Among the records below, find the line that has "#![allow(clippy::must_use_candidate)]"; from there, give the lines again exactly, and stop after the line that has "context classify a".

━━━━━━━━━━━━━━━━━━━━

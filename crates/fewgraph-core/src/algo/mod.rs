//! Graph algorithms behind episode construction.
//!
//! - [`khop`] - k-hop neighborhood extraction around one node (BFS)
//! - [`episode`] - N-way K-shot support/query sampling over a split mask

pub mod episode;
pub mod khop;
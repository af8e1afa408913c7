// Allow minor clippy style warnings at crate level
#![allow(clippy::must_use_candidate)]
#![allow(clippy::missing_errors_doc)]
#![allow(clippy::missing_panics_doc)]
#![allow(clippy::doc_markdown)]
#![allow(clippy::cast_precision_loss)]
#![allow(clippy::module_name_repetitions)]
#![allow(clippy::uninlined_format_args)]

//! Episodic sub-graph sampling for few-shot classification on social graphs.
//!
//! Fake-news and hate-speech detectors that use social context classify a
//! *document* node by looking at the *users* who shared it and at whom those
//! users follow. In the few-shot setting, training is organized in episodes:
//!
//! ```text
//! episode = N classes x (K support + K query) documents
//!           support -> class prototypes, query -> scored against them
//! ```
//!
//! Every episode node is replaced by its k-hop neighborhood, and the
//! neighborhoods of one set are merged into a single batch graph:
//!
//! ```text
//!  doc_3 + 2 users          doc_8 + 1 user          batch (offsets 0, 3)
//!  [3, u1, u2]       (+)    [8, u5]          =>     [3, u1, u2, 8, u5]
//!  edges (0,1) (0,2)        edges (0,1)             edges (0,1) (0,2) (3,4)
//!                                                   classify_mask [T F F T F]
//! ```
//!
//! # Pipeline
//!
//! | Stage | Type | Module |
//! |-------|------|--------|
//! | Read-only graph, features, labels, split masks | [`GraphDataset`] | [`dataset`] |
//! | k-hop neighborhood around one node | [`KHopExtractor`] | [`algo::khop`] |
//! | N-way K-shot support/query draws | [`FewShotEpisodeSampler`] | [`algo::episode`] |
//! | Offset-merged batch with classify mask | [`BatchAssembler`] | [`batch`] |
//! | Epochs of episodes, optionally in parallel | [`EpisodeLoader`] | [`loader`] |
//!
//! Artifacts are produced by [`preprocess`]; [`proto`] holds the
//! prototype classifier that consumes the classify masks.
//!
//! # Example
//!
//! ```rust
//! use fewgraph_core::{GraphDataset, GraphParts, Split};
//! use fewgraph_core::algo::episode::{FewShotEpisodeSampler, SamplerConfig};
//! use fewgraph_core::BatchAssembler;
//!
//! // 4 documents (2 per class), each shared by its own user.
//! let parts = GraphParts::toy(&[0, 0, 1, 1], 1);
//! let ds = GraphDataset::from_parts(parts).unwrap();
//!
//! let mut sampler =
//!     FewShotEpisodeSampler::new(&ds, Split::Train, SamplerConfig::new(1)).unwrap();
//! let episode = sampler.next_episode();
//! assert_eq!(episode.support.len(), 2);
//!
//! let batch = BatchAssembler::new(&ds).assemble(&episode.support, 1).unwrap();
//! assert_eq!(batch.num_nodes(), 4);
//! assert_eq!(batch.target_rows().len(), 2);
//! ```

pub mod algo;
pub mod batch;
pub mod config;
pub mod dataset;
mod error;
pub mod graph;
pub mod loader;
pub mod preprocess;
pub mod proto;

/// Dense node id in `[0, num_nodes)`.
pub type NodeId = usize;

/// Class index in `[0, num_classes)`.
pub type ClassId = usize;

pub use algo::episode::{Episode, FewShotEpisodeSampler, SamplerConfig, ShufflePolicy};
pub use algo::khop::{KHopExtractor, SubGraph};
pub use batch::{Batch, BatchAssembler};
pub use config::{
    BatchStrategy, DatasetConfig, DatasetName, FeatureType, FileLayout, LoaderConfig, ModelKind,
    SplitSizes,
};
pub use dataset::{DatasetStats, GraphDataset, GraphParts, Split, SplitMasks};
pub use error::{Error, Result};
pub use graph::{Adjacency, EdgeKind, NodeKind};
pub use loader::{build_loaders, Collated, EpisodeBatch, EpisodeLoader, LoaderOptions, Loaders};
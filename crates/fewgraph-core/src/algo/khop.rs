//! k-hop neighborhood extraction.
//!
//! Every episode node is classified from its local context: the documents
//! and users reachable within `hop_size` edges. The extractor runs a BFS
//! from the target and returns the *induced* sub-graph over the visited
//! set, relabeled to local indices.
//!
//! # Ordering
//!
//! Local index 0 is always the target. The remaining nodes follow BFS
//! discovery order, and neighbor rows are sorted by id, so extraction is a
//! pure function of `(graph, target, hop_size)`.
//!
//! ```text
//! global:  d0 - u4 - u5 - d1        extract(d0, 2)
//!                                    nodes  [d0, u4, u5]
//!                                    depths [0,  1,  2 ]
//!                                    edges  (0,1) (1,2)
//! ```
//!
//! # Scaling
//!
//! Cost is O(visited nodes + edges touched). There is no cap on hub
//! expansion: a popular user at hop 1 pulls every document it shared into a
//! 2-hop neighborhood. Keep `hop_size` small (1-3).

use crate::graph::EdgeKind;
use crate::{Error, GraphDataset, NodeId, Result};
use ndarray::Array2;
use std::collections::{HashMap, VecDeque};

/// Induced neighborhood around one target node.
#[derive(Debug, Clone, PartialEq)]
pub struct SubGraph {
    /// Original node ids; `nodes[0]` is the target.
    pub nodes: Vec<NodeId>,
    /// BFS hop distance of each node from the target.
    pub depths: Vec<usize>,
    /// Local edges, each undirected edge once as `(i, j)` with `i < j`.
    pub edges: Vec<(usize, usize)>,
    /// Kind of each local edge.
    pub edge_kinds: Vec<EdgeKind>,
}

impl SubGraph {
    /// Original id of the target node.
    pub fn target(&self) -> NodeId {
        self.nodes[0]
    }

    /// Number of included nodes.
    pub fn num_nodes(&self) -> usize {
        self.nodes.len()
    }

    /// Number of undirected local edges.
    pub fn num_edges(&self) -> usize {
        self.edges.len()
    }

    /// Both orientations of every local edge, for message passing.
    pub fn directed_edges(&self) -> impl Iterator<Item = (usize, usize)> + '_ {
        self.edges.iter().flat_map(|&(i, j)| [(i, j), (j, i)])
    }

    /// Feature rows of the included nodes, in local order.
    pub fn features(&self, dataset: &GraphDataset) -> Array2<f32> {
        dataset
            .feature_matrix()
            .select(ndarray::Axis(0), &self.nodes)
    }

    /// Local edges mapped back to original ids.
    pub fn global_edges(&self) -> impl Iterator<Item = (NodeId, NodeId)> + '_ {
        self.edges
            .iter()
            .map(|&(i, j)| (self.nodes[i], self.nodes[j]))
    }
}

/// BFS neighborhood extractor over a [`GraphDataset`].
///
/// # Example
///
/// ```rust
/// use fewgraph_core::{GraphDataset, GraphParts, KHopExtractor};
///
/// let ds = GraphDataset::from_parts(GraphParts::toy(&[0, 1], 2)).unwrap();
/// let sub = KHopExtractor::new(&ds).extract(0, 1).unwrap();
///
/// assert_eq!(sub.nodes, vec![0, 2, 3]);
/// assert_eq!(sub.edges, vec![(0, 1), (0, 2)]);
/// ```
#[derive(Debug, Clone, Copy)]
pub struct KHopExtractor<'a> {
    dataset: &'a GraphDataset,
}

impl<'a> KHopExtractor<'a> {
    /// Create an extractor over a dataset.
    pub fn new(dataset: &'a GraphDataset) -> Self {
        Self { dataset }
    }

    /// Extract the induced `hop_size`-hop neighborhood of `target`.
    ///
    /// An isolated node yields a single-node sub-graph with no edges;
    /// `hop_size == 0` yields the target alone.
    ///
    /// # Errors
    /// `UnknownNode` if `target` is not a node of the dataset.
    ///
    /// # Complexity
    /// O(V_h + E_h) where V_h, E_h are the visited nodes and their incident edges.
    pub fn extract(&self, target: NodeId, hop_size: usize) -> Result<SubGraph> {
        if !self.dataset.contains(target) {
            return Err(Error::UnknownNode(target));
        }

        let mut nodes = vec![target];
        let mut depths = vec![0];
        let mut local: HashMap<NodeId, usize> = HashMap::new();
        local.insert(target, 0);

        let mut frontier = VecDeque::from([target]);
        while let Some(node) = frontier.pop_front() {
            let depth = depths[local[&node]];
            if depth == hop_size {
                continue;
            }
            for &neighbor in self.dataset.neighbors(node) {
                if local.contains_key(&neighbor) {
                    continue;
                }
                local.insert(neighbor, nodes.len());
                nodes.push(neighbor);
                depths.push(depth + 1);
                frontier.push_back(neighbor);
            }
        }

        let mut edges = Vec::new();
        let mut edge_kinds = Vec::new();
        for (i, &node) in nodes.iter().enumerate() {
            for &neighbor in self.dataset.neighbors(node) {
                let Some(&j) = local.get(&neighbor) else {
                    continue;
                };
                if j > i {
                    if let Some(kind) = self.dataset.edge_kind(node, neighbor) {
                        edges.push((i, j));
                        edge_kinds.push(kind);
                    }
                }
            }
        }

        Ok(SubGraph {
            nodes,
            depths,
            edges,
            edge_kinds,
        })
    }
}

━━━━━━━━━━━━━━━━━━━━

### Result of the exercise
#![allow(clippy::must_use_candidate)]
#![allow(clippy::missing_errors_doc)]
#![allow(clippy::missing_panics_doc)]
#![allow(clippy::doc_markdown)]
#![allow(clippy::cast_precision_loss)]
#![allow(clippy::module_name_repetitions)]
#![allow(clippy::uninlined_format_args)]

//! Episodic sub-graph sampling for few-shot classification on social graphs.
//!
//! Fake-news and hate-speech detectors that use social context classify a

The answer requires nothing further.